The current study is limited to the extent that the line bisection task is generalizable to other tasks and behaviors. It will be important to determine whether the same spatial bias dissociations are attainable in other tests of spatial processing, including other common bedside tests such as cancellation tasks. The particular features of the current paradigm also warrant further investigation. For example, the type of object used for a distractor may have an important effect on the magnitude of bias exhibited. In the current study, a second experimenter stood as a distractor, but it is unclear whether inanimate objects with differing degrees of relevance to the participant may have differential effects on spatial bias.

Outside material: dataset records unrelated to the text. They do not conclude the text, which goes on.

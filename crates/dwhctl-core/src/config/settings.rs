//! Configuration for dwhctl
//!
//! Settings are stored in TOML with `[aws]`, `[cluster]`, `[provision]` and
//! `[probe]` sections. Values support `${VAR}` and `${VAR:-default}`
//! environment variable expansion so credentials never have to be written
//! into the file verbatim.

use directories::ProjectDirs;
use serde::{Deserialize, Serialize};
use std::fs;
use std::path::{Path, PathBuf};
use std::time::Duration;

use super::error::{ConfigError, Result};

/// Top-level settings parsed from the config file
#[derive(Debug, Serialize, Deserialize, Clone)]
pub struct Settings {
    /// Provider credentials and region
    pub aws: AwsSettings,
    /// Warehouse cluster parameters
    pub cluster: ClusterSettings,
    /// Polling behaviour for create/delete waits
    #[serde(default)]
    pub provision: ProvisionSettings,
    /// Connectivity-check parameters
    #[serde(default)]
    pub probe: ProbeSettings,
}

/// `[aws]` section: static credentials plus region
#[derive(Debug, Serialize, Deserialize, Clone)]
pub struct AwsSettings {
    pub access_key_id: String,
    pub secret_access_key: String,
    #[serde(default = "default_region")]
    pub region: String,
}

/// `[cluster]` section: everything the create-cluster call needs
#[derive(Debug, Serialize, Deserialize, Clone)]
pub struct ClusterSettings {
    /// Cluster identifier, unique per region
    pub identifier: String,
    /// Name of the IAM role the cluster assumes for storage access
    pub iam_role_name: String,
    /// Initial database name
    pub database: String,
    pub master_username: String,
    /// Master password; generated at create time when absent
    #[serde(default, skip_serializing_if = "Option::is_none")]
    pub master_password: Option<String>,
    #[serde(default = "default_port")]
    pub port: u16,
    #[serde(default = "default_number_of_nodes")]
    pub number_of_nodes: i32,
    #[serde(default = "default_cluster_type")]
    pub cluster_type: String,
    #[serde(default = "default_node_type")]
    pub node_type: String,
}

/// `[provision]` section: fixed-interval polling with a timeout ceiling
#[derive(Debug, Serialize, Deserialize, Clone)]
pub struct ProvisionSettings {
    #[serde(default = "default_poll_interval_secs")]
    pub poll_interval_secs: u64,
    #[serde(default = "default_timeout_secs")]
    pub timeout_secs: u64,
}

/// `[probe]` section: full connection string for `check_redshift`
#[derive(Debug, Serialize, Deserialize, Clone, Default)]
pub struct ProbeSettings {
    #[serde(default, skip_serializing_if = "Option::is_none")]
    pub connection_string: Option<String>,
}

impl Default for ProvisionSettings {
    fn default() -> Self {
        Self {
            poll_interval_secs: default_poll_interval_secs(),
            timeout_secs: default_timeout_secs(),
        }
    }
}

impl ProvisionSettings {
    pub fn poll_interval(&self) -> Duration {
        Duration::from_secs(self.poll_interval_secs)
    }

    pub fn timeout(&self) -> Duration {
        Duration::from_secs(self.timeout_secs)
    }
}

fn default_region() -> String {
    "us-west-2".to_string()
}

fn default_port() -> u16 {
    5439
}

fn default_number_of_nodes() -> i32 {
    4
}

fn default_cluster_type() -> String {
    "multi-node".to_string()
}

fn default_node_type() -> String {
    "dc2.large".to_string()
}

fn default_poll_interval_secs() -> u64 {
    60
}

fn default_timeout_secs() -> u64 {
    1800
}

impl Settings {
    /// Load settings from the standard location.
    ///
    /// `./dwh.toml` is preferred when present so a project-local config wins
    /// over the per-user one under the platform config directory.
    pub fn load() -> Result<Self> {
        let local = Path::new("dwh.toml");
        if local.exists() {
            return Self::load_from_path(local);
        }

        let path = Self::config_path()?;
        if !path.exists() {
            return Err(ConfigError::NotFound);
        }
        Self::load_from_path(&path)
    }

    /// Load settings from a specific path
    pub fn load_from_path(path: &Path) -> Result<Self> {
        let content = fs::read_to_string(path).map_err(|e| ConfigError::LoadError {
            path: path.display().to_string(),
            source: e,
        })?;

        let expanded = Self::expand_env_vars(&content);
        let settings: Settings = toml::from_str(&expanded)?;
        Ok(settings)
    }

    /// The per-user config file path
    ///
    /// Linux: `~/.config/dwhctl/dwh.toml`
    pub fn config_path() -> Result<PathBuf> {
        let proj_dirs =
            ProjectDirs::from("io", "dwhctl", "dwhctl").ok_or(ConfigError::ConfigDirError)?;
        Ok(proj_dirs.config_dir().join("dwh.toml"))
    }

    /// Expand `${VAR}` and `${VAR:-default}` in configuration content.
    ///
    /// Unset variables without a default are left as-is rather than erroring,
    /// so sections unused by the current command never block parsing.
    fn expand_env_vars(content: &str) -> String {
        shellexpand::env_with_context_no_errors(content, |var| std::env::var(var).ok()).to_string()
    }
}

#[cfg(test)]
mod tests {
    use super::*;

    const MINIMAL: &str = r#"
[aws]
access_key_id = "AKIATEST"
secret_access_key = "shhh"

[cluster]
identifier = "dwh-cluster"
iam_role_name = "dwhRole"
database = "dwh"
master_username = "dwhuser"
"#;

    #[test]
    fn minimal_config_applies_defaults() {
        let settings: Settings = toml::from_str(MINIMAL).unwrap();

        assert_eq!(settings.aws.region, "us-west-2");
        assert_eq!(settings.cluster.port, 5439);
        assert_eq!(settings.cluster.number_of_nodes, 4);
        assert_eq!(settings.cluster.cluster_type, "multi-node");
        assert_eq!(settings.cluster.node_type, "dc2.large");
        assert!(settings.cluster.master_password.is_none());
        assert_eq!(settings.provision.poll_interval_secs, 60);
        assert_eq!(settings.provision.timeout_secs, 1800);
        assert!(settings.probe.connection_string.is_none());
    }

    #[test]
    fn missing_required_key_is_an_error() {
        // no master_username
        let content = r#"
[aws]
access_key_id = "AKIATEST"
secret_access_key = "shhh"

[cluster]
identifier = "dwh-cluster"
iam_role_name = "dwhRole"
database = "dwh"
"#;
        let err = toml::from_str::<Settings>(content).unwrap_err();
        assert!(err.to_string().contains("master_username"));
    }

    #[test]
    fn missing_section_is_an_error() {
        let err = toml::from_str::<Settings>("[aws]\naccess_key_id = \"k\"\nsecret_access_key = \"s\"\n").unwrap_err();
        assert!(err.to_string().contains("cluster"));
    }

    #[test]
    #[serial_test::serial]
    fn env_var_expansion() {
        unsafe {
            std::env::set_var("DWH_TEST_KEY", "expanded-key");
        }

        let content = r#"
[aws]
access_key_id = "${DWH_TEST_KEY}"
secret_access_key = "${DWH_TEST_MISSING:-fallback-secret}"
"#;

        let expanded = Settings::expand_env_vars(content);
        assert!(expanded.contains("expanded-key"));
        assert!(expanded.contains("fallback-secret"));

        unsafe {
            std::env::remove_var("DWH_TEST_KEY");
        }
    }

    #[test]
    #[serial_test::serial]
    fn unset_vars_without_default_are_left_verbatim() {
        unsafe {
            std::env::remove_var("DWH_NEVER_SET");
        }
        let expanded = Settings::expand_env_vars("key = \"${DWH_NEVER_SET}\"");
        assert_eq!(expanded, "key = \"${DWH_NEVER_SET}\"");
    }

    #[test]
    fn load_from_path_roundtrip() {
        let dir = tempfile::tempdir().unwrap();
        let path = dir.path().join("dwh.toml");
        std::fs::write(&path, MINIMAL).unwrap();

        let settings = Settings::load_from_path(&path).unwrap();
        assert_eq!(settings.cluster.identifier, "dwh-cluster");
    }

    #[test]
    fn load_from_missing_path_is_an_error() {
        let err = Settings::load_from_path(Path::new("/nonexistent/dwh.toml")).unwrap_err();
        assert!(matches!(err, ConfigError::LoadError { .. }));
    }

    #[test]
    fn provision_durations() {
        let provision = ProvisionSettings {
            poll_interval_secs: 5,
            timeout_secs: 30,
        };
        assert_eq!(provision.poll_interval(), Duration::from_secs(5));
        assert_eq!(provision.timeout(), Duration::from_secs(30));
    }
}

It is important to understand whether PA and MI spatial bias may contribute differently to acquired spatial neglect, as this implies that further analysis of subgroups may be important in treatments with purported small group effect sizes (Marshall, Halligan, & Robertson, 1993
; cf. Barrett et al., 2006
), and that “recovered” neglect may differ categorically depending upon whether both PA and MI bias decrease. Distinct neural systems may mediate visuomotor processing in near versus far space (Weiss et al, 2000
), which may be selectively impaired by brain injury. Dynamic or multitasking conditions, which are frequently encountered in daily life and understudied in neglect, may differentially affect one type of bias. This may affect patients acutely or in chronic stages, and may even affect patients with other attentional disorders. It is known that distraction adversely affects attentionally demanding activities such as driving in young healthy subjects (Chen, Baker, Braver & Li, 2000
). Further studies of young, aged, and brain-injured subjects, including both experimental and functional tasks, are needed in order to clarify whether the current constructs provide a meaningful way of analyzing life-relevant spatial errors.